This is the next post in a two-week series which chronicles my journey through a miscarriage that occurred in the fall of 2011. Although it is a story of heartbreak, it is also one filled with God’s tender mercy. Made only more beautiful knowing we will welcome our newest baby in September of 2014, the very month our last little one went Home.
Some things in life are truly profound.
Like just how quickly you integrate a new life, even weeks old, into the life you have. All of a sudden plans are made. And dreams begin along with an ever flowing stream of baby consciousness...
“Will it be a boy? Or a girl? And what to do about names?”
“Got to think of names. We’ve used all the ones we like. Should add checking on Baby Center of my list of things to do today.”
The stream is seemingly effortless. And even a bit ridiculous. This little person just becomes a part of your world...
Just. Like. That.
And just like that, this same little person can make your world stand still.
With one uneasy feeling. Followed by pain. Followed by the color red.
Just two weeks after discovering my pregnancy, I found myself in the Emergency Room, certain my baby was gone.
I remember just how cold the exam room felt. No matter the warmth of the person who entered. All I could see was the cold steel against the room’s stark emptiness.
My sweet love kept trying to distract me. Even braved a blessed episode of “Sister Wives.” Just because he thought it would keep me occupied.

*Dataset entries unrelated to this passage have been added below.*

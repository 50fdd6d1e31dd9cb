//! CLI layer for the course planner.
//!
//! Provides the command-line interface using clap, with commands for
//! computing plans and for managing saved plans and their sessions.

pub mod commands;
pub mod output;
pub mod parser;

pub use commands::execute;
pub use output::OutputFormat;
pub use parser::{Cli, Commands};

But there was only one screen I wanted to see. The one that would show a baby. Or lack thereof, whatever the case may be.
The pain was in the waiting. In the the wondering. In the not knowing.
I remember secretly thinking to myself, “If I just prop my feet up just so. Or lay here perfectly still. Maybe, just maybe, I can save my sweet babe.”
You see, the agony of miscarriage is you want to desperately do something. Somehow protect your child. But you are completely and utterly ineffective.
So you tell yourself you can keep your feet propped up just long enough. Lay at just the right angle for just the right amount of time. Just so you don’t go stark raving mad.
It is a battle for control. Over the life inside of you. Over what everyone else seems to think is inevitable.
The doctors. The nurses. The techs.
Or perhaps, you may even believe, God.
I remember bargaining with Him, pleading with Him, screaming at Him in privacy of my own mind,
“God, you said you had this! Remember that conversation? Remember?!?!?!?”
But before I could go any further, transport was there. And we were on our way to radiology. On our way to the answers we sought.
I have never choked back so many tears or doubts as I did in those ten minutes of travel. With only the bumps in the floor reminding to breathe. And only the squeeze of my husband’s hand keeping me from forcing him to wheel me back in the opposite direction.
But without warning, we were there. In a dark room that seemed tomb-like. So quiet, it was almost reverent.
Amid the darkness, as the ultrasound began, we saw a tiny light. Flickering. Almost like a firefly.
The tech looked up and said, “Do you see that? Right there? That’s the heartbeat.”
Deep breaths. Tears of relief. And then smiles, for the first time since morning.
I was six weeks and zero days. And there was a heartbeat. A beautiful, flickering heartbeat.
A little light amid a dark day.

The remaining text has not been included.